Reproduce nothing but the lines from the one with "let settings = coordinator.settings();" down to the last line of the data below.

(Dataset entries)
▬▬▬▬▬▬▬▬▬▬

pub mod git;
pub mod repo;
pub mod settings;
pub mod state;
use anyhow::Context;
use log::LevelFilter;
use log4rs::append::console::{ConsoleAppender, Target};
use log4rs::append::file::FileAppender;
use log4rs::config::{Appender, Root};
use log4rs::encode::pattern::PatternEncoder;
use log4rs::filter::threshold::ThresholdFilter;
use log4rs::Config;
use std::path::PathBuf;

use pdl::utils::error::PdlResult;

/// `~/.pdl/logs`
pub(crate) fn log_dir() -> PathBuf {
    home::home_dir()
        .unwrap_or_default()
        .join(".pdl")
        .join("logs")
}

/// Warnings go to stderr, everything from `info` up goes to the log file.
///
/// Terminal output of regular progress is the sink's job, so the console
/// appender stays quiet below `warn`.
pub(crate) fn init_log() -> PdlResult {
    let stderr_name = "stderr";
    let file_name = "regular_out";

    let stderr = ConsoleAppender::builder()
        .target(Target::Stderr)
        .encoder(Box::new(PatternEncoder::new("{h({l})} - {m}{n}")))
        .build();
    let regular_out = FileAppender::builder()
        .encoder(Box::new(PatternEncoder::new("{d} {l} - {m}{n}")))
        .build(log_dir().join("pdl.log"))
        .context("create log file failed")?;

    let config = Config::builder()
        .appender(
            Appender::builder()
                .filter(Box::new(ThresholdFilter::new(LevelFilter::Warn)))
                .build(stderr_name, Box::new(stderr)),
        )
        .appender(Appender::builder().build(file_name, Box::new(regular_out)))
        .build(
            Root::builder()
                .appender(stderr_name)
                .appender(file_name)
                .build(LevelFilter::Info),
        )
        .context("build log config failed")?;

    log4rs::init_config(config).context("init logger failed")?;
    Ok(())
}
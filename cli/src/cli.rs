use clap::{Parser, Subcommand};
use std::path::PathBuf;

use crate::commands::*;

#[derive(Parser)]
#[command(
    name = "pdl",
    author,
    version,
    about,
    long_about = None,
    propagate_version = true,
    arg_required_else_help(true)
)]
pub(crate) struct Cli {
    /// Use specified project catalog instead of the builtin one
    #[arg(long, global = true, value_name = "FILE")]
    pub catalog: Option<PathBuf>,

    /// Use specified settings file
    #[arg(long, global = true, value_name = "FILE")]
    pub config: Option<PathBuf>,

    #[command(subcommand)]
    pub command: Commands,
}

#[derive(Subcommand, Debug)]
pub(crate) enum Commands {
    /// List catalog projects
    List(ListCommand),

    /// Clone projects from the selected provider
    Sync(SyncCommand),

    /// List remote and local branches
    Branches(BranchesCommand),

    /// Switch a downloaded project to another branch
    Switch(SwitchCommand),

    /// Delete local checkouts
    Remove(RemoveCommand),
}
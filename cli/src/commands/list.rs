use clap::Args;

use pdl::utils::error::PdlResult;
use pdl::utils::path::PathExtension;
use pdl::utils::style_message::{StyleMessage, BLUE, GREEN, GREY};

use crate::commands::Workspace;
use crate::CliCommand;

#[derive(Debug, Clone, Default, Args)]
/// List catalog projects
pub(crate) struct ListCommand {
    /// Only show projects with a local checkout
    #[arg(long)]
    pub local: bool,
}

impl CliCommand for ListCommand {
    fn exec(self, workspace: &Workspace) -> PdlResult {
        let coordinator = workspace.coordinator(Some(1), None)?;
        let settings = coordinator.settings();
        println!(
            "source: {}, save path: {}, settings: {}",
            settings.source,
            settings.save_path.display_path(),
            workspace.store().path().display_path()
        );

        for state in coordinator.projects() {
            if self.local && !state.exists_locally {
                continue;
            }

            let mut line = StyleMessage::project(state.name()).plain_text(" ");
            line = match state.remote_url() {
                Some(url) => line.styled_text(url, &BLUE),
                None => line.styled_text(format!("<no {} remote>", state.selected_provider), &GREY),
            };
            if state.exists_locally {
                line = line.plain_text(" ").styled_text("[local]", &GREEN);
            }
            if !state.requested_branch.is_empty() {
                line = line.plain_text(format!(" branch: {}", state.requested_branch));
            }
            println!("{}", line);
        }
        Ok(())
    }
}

▬▬▬▬▬▬▬▬▬▬

• SOLUTION BELOW
        let settings = coordinator.settings();
        println!(
            "source: {}, save path: {}, settings: {}",
            settings.source,
            settings.save_path.display_path(),
            workspace.store().path().display_path()
        );

        for state in coordinator.projects() {
            if self.local && !state.exists_locally {
                continue;
            }

            let mut line = StyleMessage::project(state.name()).plain_text(" ");
            line = match state.remote_url() {
                Some(url) => line.styled_text(url, &BLUE),
                None => line.styled_text(format!("<no {} remote>", state.selected_provider), &GREY),
            };
            if state.exists_locally {
                line = line.plain_text(" ").styled_text("[local]", &GREEN);
            }
            if !state.requested_branch.is_empty() {
                line = line.plain_text(format!(" branch: {}", state.requested_branch));
            }
            println!("{}", line);
        }
        Ok(())
    }
}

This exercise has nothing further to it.